▸ Exercise details:
Each entry below should be printed exactly as given.

□ □ □

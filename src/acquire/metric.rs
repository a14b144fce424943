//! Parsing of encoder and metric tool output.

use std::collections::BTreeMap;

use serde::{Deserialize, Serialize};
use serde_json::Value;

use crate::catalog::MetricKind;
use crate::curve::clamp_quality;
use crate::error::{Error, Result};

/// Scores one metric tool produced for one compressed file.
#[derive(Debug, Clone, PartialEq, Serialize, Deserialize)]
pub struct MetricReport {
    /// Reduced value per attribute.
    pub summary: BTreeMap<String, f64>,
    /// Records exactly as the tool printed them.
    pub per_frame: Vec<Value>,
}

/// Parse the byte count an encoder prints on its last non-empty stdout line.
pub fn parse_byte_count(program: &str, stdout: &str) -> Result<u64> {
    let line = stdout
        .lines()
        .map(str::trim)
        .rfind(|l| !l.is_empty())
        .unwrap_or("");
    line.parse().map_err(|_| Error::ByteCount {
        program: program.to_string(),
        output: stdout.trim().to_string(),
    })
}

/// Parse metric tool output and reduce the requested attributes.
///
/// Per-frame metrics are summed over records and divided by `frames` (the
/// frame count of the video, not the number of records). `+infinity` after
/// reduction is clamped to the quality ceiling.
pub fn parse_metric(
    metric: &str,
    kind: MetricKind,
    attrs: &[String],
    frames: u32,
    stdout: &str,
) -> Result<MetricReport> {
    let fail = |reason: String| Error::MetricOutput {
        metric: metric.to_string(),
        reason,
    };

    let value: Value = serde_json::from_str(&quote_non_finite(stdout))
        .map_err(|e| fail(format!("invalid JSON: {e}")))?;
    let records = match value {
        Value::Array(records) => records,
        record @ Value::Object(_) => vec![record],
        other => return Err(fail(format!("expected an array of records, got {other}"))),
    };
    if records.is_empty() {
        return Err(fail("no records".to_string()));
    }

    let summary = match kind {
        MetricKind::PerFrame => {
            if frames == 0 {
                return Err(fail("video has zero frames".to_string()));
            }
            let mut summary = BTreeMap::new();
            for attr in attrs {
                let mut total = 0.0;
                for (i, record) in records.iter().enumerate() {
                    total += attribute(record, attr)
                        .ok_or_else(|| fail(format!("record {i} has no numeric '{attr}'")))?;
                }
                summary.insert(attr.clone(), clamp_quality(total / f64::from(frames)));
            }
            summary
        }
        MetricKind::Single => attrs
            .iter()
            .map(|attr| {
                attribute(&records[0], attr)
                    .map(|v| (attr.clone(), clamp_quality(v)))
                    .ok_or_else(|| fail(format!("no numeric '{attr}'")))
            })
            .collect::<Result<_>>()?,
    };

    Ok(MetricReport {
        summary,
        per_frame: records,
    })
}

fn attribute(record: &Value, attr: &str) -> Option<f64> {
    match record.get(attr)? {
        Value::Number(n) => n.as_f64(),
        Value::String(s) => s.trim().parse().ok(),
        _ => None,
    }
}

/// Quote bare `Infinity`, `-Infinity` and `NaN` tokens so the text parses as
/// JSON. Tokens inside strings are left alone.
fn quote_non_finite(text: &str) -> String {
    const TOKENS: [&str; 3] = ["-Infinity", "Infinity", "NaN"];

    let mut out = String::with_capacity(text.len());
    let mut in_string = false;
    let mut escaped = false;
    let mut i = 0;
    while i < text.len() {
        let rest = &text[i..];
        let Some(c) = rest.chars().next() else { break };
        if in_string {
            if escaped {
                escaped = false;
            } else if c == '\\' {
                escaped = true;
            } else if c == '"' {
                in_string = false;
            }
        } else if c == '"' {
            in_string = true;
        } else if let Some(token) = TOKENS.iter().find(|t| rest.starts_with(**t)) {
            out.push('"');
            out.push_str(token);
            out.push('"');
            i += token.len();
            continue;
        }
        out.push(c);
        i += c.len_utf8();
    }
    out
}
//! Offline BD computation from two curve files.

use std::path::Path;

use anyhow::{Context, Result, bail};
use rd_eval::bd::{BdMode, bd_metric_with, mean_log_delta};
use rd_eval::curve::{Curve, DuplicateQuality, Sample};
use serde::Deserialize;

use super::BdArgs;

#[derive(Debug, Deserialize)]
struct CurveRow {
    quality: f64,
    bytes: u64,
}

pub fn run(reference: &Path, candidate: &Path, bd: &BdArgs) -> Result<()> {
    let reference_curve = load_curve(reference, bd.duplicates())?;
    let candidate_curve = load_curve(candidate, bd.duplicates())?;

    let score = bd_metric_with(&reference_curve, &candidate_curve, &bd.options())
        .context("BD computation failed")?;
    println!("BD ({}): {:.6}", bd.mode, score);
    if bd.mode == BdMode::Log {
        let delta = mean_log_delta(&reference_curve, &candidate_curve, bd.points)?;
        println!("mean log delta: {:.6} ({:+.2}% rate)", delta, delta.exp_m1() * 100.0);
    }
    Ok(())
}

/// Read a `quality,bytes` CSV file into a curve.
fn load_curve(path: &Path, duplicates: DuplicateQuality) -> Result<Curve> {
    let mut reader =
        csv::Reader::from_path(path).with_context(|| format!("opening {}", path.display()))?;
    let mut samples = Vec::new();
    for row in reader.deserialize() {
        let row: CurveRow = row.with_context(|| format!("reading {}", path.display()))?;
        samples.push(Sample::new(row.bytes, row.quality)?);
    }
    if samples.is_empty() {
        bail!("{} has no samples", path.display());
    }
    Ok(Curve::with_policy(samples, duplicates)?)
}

□ □ □

▸ Task answer:
filename src/acquire/metric.rs
repository a14b144fce424943
//! Parsing of encoder and metric tool output.

use std::collections::BTreeMap;

use serde::{Deserialize, Serialize};
use serde_json::Value;

use crate::catalog::MetricKind;
use crate::curve::clamp_quality;
use crate::error::{Error, Result};

/// Scores one metric tool produced for one compressed file.
#[derive(Debug, Clone, PartialEq, Serialize, Deserialize)]
pub struct MetricReport {
    /// Reduced value per attribute.
    pub summary: BTreeMap<String, f64>,
    /// Records exactly as the tool printed them.
    pub per_frame: Vec<Value>,
}

/// Parse the byte count an encoder prints on its last non-empty stdout line.
pub fn parse_byte_count(program: &str, stdout: &str) -> Result<u64> {
    let line = stdout
        .lines()
        .map(str::trim)
        .rfind(|l| !l.is_empty())
        .unwrap_or("");
    line.parse().map_err(|_| Error::ByteCount {
        program: program.to_string(),
        output: stdout.trim().to_string(),
    })
}

/// Parse metric tool output and reduce the requested attributes.
///
/// Per-frame metrics are summed over records and divided by `frames` (the
/// frame count of the video, not the number of records). `+infinity` after
/// reduction is clamped to the quality ceiling.
pub fn parse_metric(
    metric: &str,
    kind: MetricKind,
    attrs: &[String],
    frames: u32,
    stdout: &str,
) -> Result<MetricReport> {
    let fail = |reason: String| Error::MetricOutput {
        metric: metric.to_string(),
        reason,
    };

    let value: Value = serde_json::from_str(&quote_non_finite(stdout))
        .map_err(|e| fail(format!("invalid JSON: {e}")))?;
    let records = match value {
        Value::Array(records) => records,
        record @ Value::Object(_) => vec![record],
        other => return Err(fail(format!("expected an array of records, got {other}"))),
    };
    if records.is_empty() {
        return Err(fail("no records".to_string()));
    }

    let summary = match kind {
        MetricKind::PerFrame => {
            if frames == 0 {
                return Err(fail("video has zero frames".to_string()));
            }
            let mut summary = BTreeMap::new();
            for attr in attrs {
                let mut total = 0.0;
                for (i, record) in records.iter().enumerate() {
                    total += attribute(record, attr)
                        .ok_or_else(|| fail(format!("record {i} has no numeric '{attr}'")))?;
                }
                summary.insert(attr.clone(), clamp_quality(total / f64::from(frames)));
            }
            summary
        }
        MetricKind::Single => attrs
            .iter()
            .map(|attr| {
                attribute(&records[0], attr)
                    .map(|v| (attr.clone(), clamp_quality(v)))
                    .ok_or_else(|| fail(format!("no numeric '{attr}'")))
            })
            .collect::<Result<_>>()?,
    };

    Ok(MetricReport {
        summary,
        per_frame: records,
    })
}

fn attribute(record: &Value, attr: &str) -> Option<f64> {
    match record.get(attr)? {
        Value::Number(n) => n.as_f64(),
        Value::String(s) => s.trim().parse().ok(),
        _ => None,
    }
}

/// Quote bare `Infinity`, `-Infinity` and `NaN` tokens so the text parses as
/// JSON. Tokens inside strings are left alone.
fn quote_non_finite(text: &str) -> String {
    const TOKENS: [&str; 3] = ["-Infinity", "Infinity", "NaN"];

    let mut out = String::with_capacity(text.len());
    let mut in_string = false;
    let mut escaped = false;
    let mut i = 0;
    while i < text.len() {
        let rest = &text[i..];
        let Some(c) = rest.chars().next() else { break };
        if in_string {
            if escaped {
                escaped = false;
            } else if c == '\\' {
                escaped = true;
            } else if c == '"' {
                in_string = false;
            }
        } else if c == '"' {
            in_string = true;
        } else if let Some(token) = TOKENS.iter().find(|t| rest.starts_with(**t)) {
            out.push('"');
            out.push_str(token);
            out.push('"');
            i += token.len();
            continue;
        }
        out.push(c);
        i += c.len_utf8();
    }
    out
}
//! Offline BD computation from two curve files.

use std::path::Path;

use anyhow::{Context, Result, bail};
use rd_eval::bd::{BdMode, bd_metric_with, mean_log_delta};
use rd_eval::curve::{Curve, DuplicateQuality, Sample};
use serde::Deserialize;

use super::BdArgs;

#[derive(Debug, Deserialize)]
struct CurveRow {
    quality: f64,
    bytes: u64,
}

pub fn run(reference: &Path, candidate: &Path, bd: &BdArgs) -> Result<()> {
    let reference_curve = load_curve(reference, bd.duplicates())?;
    let candidate_curve = load_curve(candidate, bd.duplicates())?;

    let score = bd_metric_with(&reference_curve, &candidate_curve, &bd.options())
        .context("BD computation failed")?;
    println!("BD ({}): {:.6}", bd.mode, score);
    if bd.mode == BdMode::Log {
        let delta = mean_log_delta(&reference_curve, &candidate_curve, bd.points)?;
        println!("mean log delta: {:.6} ({:+.2}% rate)", delta, delta.exp_m1() * 100.0);
    }
    Ok(())
}

/// Read a `quality,bytes` CSV file into a curve.
fn load_curve(path: &Path, duplicates: DuplicateQuality) -> Result<Curve> {
    let mut reader =
        csv::Reader::from_path(path).with_context(|| format!("opening {}", path.display()))?;
    let mut samples = Vec::new();
    for row in reader.deserialize() {
        let row: CurveRow = row.with_context(|| format!("reading {}", path.display()))?;
        samples.push(Sample::new(row.bytes, row.quality)?);
    }
    if samples.is_empty() {
        bail!("{} has no samples", path.display());
    }
    Ok(Curve::with_policy(samples, duplicates)?)
}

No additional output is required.